Anyhow, I digress...
I like to think of this whole parenting gig like this...
I am their tour guide to this experience festival we call life. It's my job to let them explore while offering relevant information all while keeping them safe and without putting too much of a damper on their good time. I am not a queen, or a dictator, or a jail warden... and I will neither parent, nor guide their education, as such.
From a distance, what we're doing could easily be called "free range parenting". I'm not really a fan of living inside of boxes, no matter how alternative... I believe my philosophies on parenting and childhood and adulthood and life go so much deeper than the latest trending headline. I say these things, and I also realize that parenting is not a one-size-fits-all scenario. I understand that for a great many families, our way would simply not work. However, I do mean to start a conversation, to get people thinking about this sacred path we've been entrusted by the universe to walk with these sweet souls we like to call 'our' children. That claiming of ownership has always made me feel a wee bit uneasy. I guess that's where I'll start, with the assumed ownership that seems to go hand-in-hand with what our society has taught us about child-rearing.
Don't get me wrong here, I'm not perfect. I get fed up...fall into ruts and take it all for granted. I have my impatient moments (sometimes days) and I forget that they're not mine to control. I forget that my place as mother is to stand by them, to hold their hands until they're feeling steady enough to let go. That can be literal, as T hangs on tightly to my fingers, slowly learning to balance, each step on his shaky new legs a great victory. It can be metaphorical, as I do my best to support the biggest of our littles, offering an ear and an open heart, as she begins her journey through the challenging terrain of the tween and teen years.
I read a quote, almost a decade ago, in Mothering Magazine, that said: "Remember, you are not managing an inconvenience. You are raising a human being.". And all these years it's stuck with me, the most beautiful mantra that has lead to exponential personal growth.
I, too, have moments where I just want to tell them what to do and I really just want them to listen. Because gosh darn it! I'm their mother and they ought to respect me... They ought to respect me for that time I didn't intervene with sperm meeting egg... Oh wait...now that I am thinking about it, that's not much of a reason to respect a person.
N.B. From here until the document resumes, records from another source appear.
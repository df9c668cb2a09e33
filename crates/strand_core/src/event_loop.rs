//! The host event loop.
//!
//! Script runs synchronously on the loop thread; everything else arrives
//! through one of three macrotask classes drained in a fixed order at each
//! turn: ripe timers first, then I/O completions posted from background
//! threads, then host tasks deferred on the loop thread itself. The engine's
//! promise job queue (microtasks) is drained exhaustively after top-level
//! script and between any two macrotasks.
//!
//! Background work runs on a dedicated tokio runtime ([`IoDriver`]); results
//! cross back as `Send` closures over an mpsc channel and only touch the
//! engine once the loop thread runs them. In-flight operations are counted by
//! [`OpGuard`]s so the loop knows when parking is still worthwhile.

use std::{
    cell::{Cell, RefCell},
    cmp::Reverse,
    collections::{BinaryHeap, HashMap, VecDeque},
    future::Future,
    rc::Rc,
    sync::mpsc::{channel, Receiver, RecvTimeoutError, Sender},
    time::{Duration, Instant},
};

use boa_engine::{job::NativeJob, Context, JsError, JsValue};

/// A completion posted from a background thread. Captures plain data and
/// registry keys, never engine handles.
pub type IoTask = Box<dyn FnOnce(&mut Context) + Send + 'static>;

/// A task deferred on the loop thread itself; may capture engine handles.
pub type LocalTask = Box<dyn FnOnce(&mut Context) + 'static>;

pub type TimerId = u32;

/// Upper bound on a single park so a lost wakeup can never hang the loop.
const MAX_PARK: Duration = Duration::from_millis(500);

/// A pollable microtask queue (the engine's promise job queue).
#[derive(Default)]
pub struct JobQueue(RefCell<VecDeque<NativeJob>>);

impl JobQueue {
    pub fn new() -> Self {
        Self::default()
    }

    fn next(&self) -> Option<NativeJob> {
        self.0.borrow_mut().pop_front()
    }

    pub fn is_empty(&self) -> bool {
        self.0.borrow().is_empty()
    }

    pub fn call_next(&self, context: &mut Context) -> Option<()> {
        let job = self.next()?;
        if let Err(err) = job.call(context) {
            report_error(&err);
        }
        Some(())
    }
}

impl boa_engine::job::JobQueue for JobQueue {
    fn enqueue_promise_job(&self, job: NativeJob, _context: &mut Context) {
        self.0.borrow_mut().push_back(job);
    }

    fn enqueue_future_job(
        &self,
        future: boa_engine::job::FutureJob,
        context: &mut Context,
    ) {
        let job = crate::future::block_on(future);
        self.enqueue_promise_job(job, context);
    }

    fn run_jobs(&self, context: &mut Context) {
        // A throwing job is reported and does not abort the drain.
        while self.call_next(context).is_some() {}
    }
}

struct TimerEntry {
    callback: JsValue,
    args: Vec<JsValue>,
    repeat: Option<Duration>,
}

#[derive(Default)]
struct Timers {
    entries: HashMap<TimerId, TimerEntry>,
    // Reverse min-heap ordered by (deadline, sequence): timers with the same
    // ripe instant fire in enqueue order.
    heap: BinaryHeap<Reverse<(Instant, u64, TimerId)>>,
    next_id: TimerId,
    next_seq: u64,
}

impl Timers {
    fn schedule(&mut self, id: TimerId, deadline: Instant) {
        let seq = self.next_seq;
        self.next_seq += 1;
        self.heap.push(Reverse((deadline, seq, id)));
    }

    /// Next live deadline; lazily discards entries for cleared timers.
    fn next_deadline(&mut self) -> Option<Instant> {
        while let Some(Reverse((deadline, _, id))) = self.heap.peek().copied() {
            if self.entries.contains_key(&id) {
                return Some(deadline);
            }
            self.heap.pop();
        }
        None
    }
}

/// The background I/O executor. Owns a small tokio runtime whose tasks must
/// never touch the engine directly.
pub struct IoDriver {
    runtime: tokio::runtime::Runtime,
}

impl IoDriver {
    fn new() -> Self {
        let runtime = tokio::runtime::Builder::new_multi_thread()
            .worker_threads(2)
            .thread_name("strand-io")
            .enable_all()
            .build()
            .expect("failed to build the I/O runtime");
        Self { runtime }
    }

    pub fn spawn<F>(&self, future: F)
    where
        F: Future<Output = ()> + Send + 'static,
    {
        self.runtime.spawn(future);
    }

    pub fn handle(&self) -> tokio::runtime::Handle {
        self.runtime.handle().clone()
    }
}

/// Cloneable handle for posting completions back to the loop thread.
#[derive(Clone)]
pub struct TaskSender {
    tx: Sender<IoTask>,
}

impl TaskSender {
    /// Returns `false` if the loop is gone.
    pub fn post(&self, task: impl FnOnce(&mut Context) + Send + 'static) -> bool {
        self.tx.send(Box::new(task)).is_ok()
    }
}

/// Keeps the loop alive while a background operation is in flight. Dropping
/// the guard (on any thread, on any path) posts the decrement back to the
/// loop.
pub struct OpGuard {
    tx: Sender<IoTask>,
}

impl Drop for OpGuard {
    fn drop(&mut self) {
        let _ = self.tx.send(Box::new(|_context| {
            let _ = try_with_event_loop(|event_loop| event_loop.op_finished());
        }));
    }
}

pub struct EventLoop {
    jobs: Rc<JobQueue>,
    timers: RefCell<Timers>,
    tasks: RefCell<VecDeque<LocalTask>>,
    io_tx: Sender<IoTask>,
    io_rx: Receiver<IoTask>,
    pending_ops: Cell<usize>,
    driver: IoDriver,
}

impl EventLoop {
    pub fn new(jobs: Rc<JobQueue>) -> Rc<Self> {
        let (io_tx, io_rx) = channel();
        Rc::new(Self {
            jobs,
            timers: RefCell::default(),
            tasks: RefCell::default(),
            io_tx,
            io_rx,
            pending_ops: Cell::new(0),
            driver: IoDriver::new(),
        })
    }

    pub fn io(&self) -> &IoDriver {
        &self.driver
    }

    pub fn task_sender(&self) -> TaskSender {
        TaskSender {
            tx: self.io_tx.clone(),
        }
    }

    /// Registers an in-flight background operation.
    pub fn op_guard(&self) -> OpGuard {
        self.pending_ops.set(self.pending_ops.get() + 1);
        OpGuard {
            tx: self.io_tx.clone(),
        }
    }

    fn op_finished(&self) {
        let pending = self.pending_ops.get();
        debug_assert!(pending > 0, "op guard dropped more than once");
        self.pending_ops.set(pending.saturating_sub(1));
    }

    /// Enqueues a microtask.
    pub fn enqueue_microtask(&self, job: NativeJob) {
        self.jobs.0.borrow_mut().push_back(job);
    }

    /// Defers a task to the macrotask queue of the current turn's tail.
    pub fn defer(&self, task: impl FnOnce(&mut Context) + 'static) {
        self.tasks.borrow_mut().push_back(Box::new(task));
    }

    pub fn set_timer(
        &self,
        callback: JsValue,
        args: Vec<JsValue>,
        delay: Duration,
        repeat: bool,
    ) -> TimerId {
        let mut timers = self.timers.borrow_mut();
        timers.next_id += 1;
        let id = timers.next_id;
        timers.entries.insert(
            id,
            TimerEntry {
                callback,
                args,
                repeat: repeat.then_some(delay),
            },
        );
        timers.schedule(id, Instant::now() + delay);
        id
    }

    /// Removes the timer if present; a no-op otherwise. A cancelled timer may
    /// still be dequeued, but its callback is not invoked.
    pub fn clear_timer(&self, id: TimerId) {
        self.timers.borrow_mut().entries.remove(&id);
    }

    pub fn has_pending(&self) -> bool {
        self.pending_ops.get() > 0
            || !self.tasks.borrow().is_empty()
            || !self.timers.borrow().entries.is_empty()
            || !self.jobs.is_empty()
    }

    fn run_ripe_timers(&self, context: &mut Context) -> bool {
        let mut fired = false;
        loop {
            let now = Instant::now();
            let ripe = {
                let mut timers = self.timers.borrow_mut();
                match timers.next_deadline() {
                    Some(deadline) if deadline <= now => {
                        let Reverse((_, _, id)) = timers.heap.pop().expect("peeked");
                        Some(id)
                    }
                    _ => None,
                }
            };
            let Some(id) = ripe else { break };

            let (callback, args, repeat) = {
                let timers = self.timers.borrow();
                let Some(entry) = timers.entries.get(&id) else {
                    continue;
                };
                (
                    entry.callback.clone(),
                    entry.args.clone(),
                    entry.repeat.is_some(),
                )
            };
            if !repeat {
                self.timers.borrow_mut().entries.remove(&id);
            }

            // A non-callable timer argument is a registered no-op.
            if let Some(function) = callback.as_callable() {
                if let Err(err) = function.call(&JsValue::undefined(), &args, context) {
                    report_error(&err);
                }
            }
            fired = true;
            context.run_jobs();

            // Intervals reschedule relative to completion of this firing, so
            // a slow callback cannot accumulate drift into a burst.
            if repeat {
                let mut timers = self.timers.borrow_mut();
                if let Some(entry) = timers.entries.get(&id) {
                    let delay = entry.repeat.expect("interval entry");
                    timers.schedule(id, Instant::now() + delay);
                }
            }
        }
        fired
    }

    fn drain_io(&self, context: &mut Context) -> bool {
        let mut drained = false;
        while let Ok(task) = self.io_rx.try_recv() {
            task(context);
            context.run_jobs();
            drained = true;
        }
        drained
    }

    fn drain_local(&self, context: &mut Context) -> bool {
        let mut drained = false;
        loop {
            let task = self.tasks.borrow_mut().pop_front();
            let Some(task) = task else { break };
            task(context);
            context.run_jobs();
            drained = true;
        }
        drained
    }

    fn park(&self, context: &mut Context) {
        let deadline = self.timers.borrow_mut().next_deadline();
        let timeout = match deadline {
            Some(deadline) => deadline.saturating_duration_since(Instant::now()),
            None => MAX_PARK,
        }
        .min(MAX_PARK);
        if timeout.is_zero() {
            return;
        }
        match self.io_rx.recv_timeout(timeout) {
            Ok(task) => {
                task(context);
                context.run_jobs();
            }
            Err(RecvTimeoutError::Timeout) | Err(RecvTimeoutError::Disconnected) => {}
        }
    }

    /// Runs a single turn. Returns `false` once the loop is quiescent: no
    /// timers, no queued tasks and no operation in flight.
    pub fn turn(&self, context: &mut Context) -> bool {
        context.run_jobs();
        let mut progressed = self.run_ripe_timers(context);
        progressed |= self.drain_io(context);
        progressed |= self.drain_local(context);
        if !progressed {
            if !self.has_pending() {
                return false;
            }
            self.park(context);
        }
        true
    }

    /// Drives the loop until quiescent.
    pub fn run(&self, context: &mut Context) {
        while self.turn(context) {}
    }
}

thread_local! {
    /// The loop currently driving this thread's engine.
    static CURRENT_LOOP: RefCell<Vec<Rc<EventLoop>>> = const { RefCell::new(Vec::new()) };
}

/// Marks `event_loop` as current for the duration of the guard.
pub struct EnterGuard(());

impl Drop for EnterGuard {
    fn drop(&mut self) {
        CURRENT_LOOP.with(|current| {
            current.borrow_mut().pop();
        });
    }
}

pub fn enter(event_loop: Rc<EventLoop>) -> EnterGuard {
    CURRENT_LOOP.with(|current| current.borrow_mut().push(event_loop));
    EnterGuard(())
}

/// Returns a reference to the event loop driving the current thread.
///
/// # Panics
///
/// Panics outside of a runtime entry (the runtime enters the loop around
/// every evaluation and drive).
pub fn with_event_loop<F, R>(f: F) -> R
where
    F: FnOnce(&Rc<EventLoop>) -> R,
{
    CURRENT_LOOP.with(|current| {
        let current = current.borrow();
        let event_loop = current.last().expect("`CURRENT_LOOP` should be set");
        f(event_loop)
    })
}

pub fn try_with_event_loop<F, R>(f: F) -> Option<R>
where
    F: FnOnce(&Rc<EventLoop>) -> R,
{
    CURRENT_LOOP.with(|current| {
        let current = current.borrow();
        current.last().map(f)
    })
}

/// The unhandled-exception hook: listener exceptions, failed jobs and broken
/// timer callbacks end up here instead of unwinding the loop.
pub fn report_error(error: &JsError) {
    log::warn!("uncaught exception: {error}");
}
That's kind of just part of the package with any healthy, fully-functioning mammal. Yep. The happenstance of their place here earth side is really, when I stop to think about it, probably not enough to merit respect. Yes, I do a lot for them on a daily basis...but what I do are things that they are not yet capable of doing and whatever the circumstances, I am the reason they are here. I brought them into this world and it's my responsibility to care for them until they are capable of caring for themselves. I suppose one could say that "I brought them into this world" = automatic respect. I'm just not comfortable with demigod status. I am, after all, a mere mortal.
...So clearly, my only option is to be a person they respect. This is probably the most difficult, albeit more rewarding, option. I become a person they can respect by respecting them; true respect doesn't come from force or coercion.
So here I am, with a decade of trying to be a better person under my belt, still working through my shit. I am sharing it with you here, hoping it might aid you through your own thought processes as you trudge through all the outdated versions of yourself on your way to a future filled with more brightness, more joy, more love. As always, much luck to you, my fellow earthling... as we work together, raising beautiful humans and raising the vibration.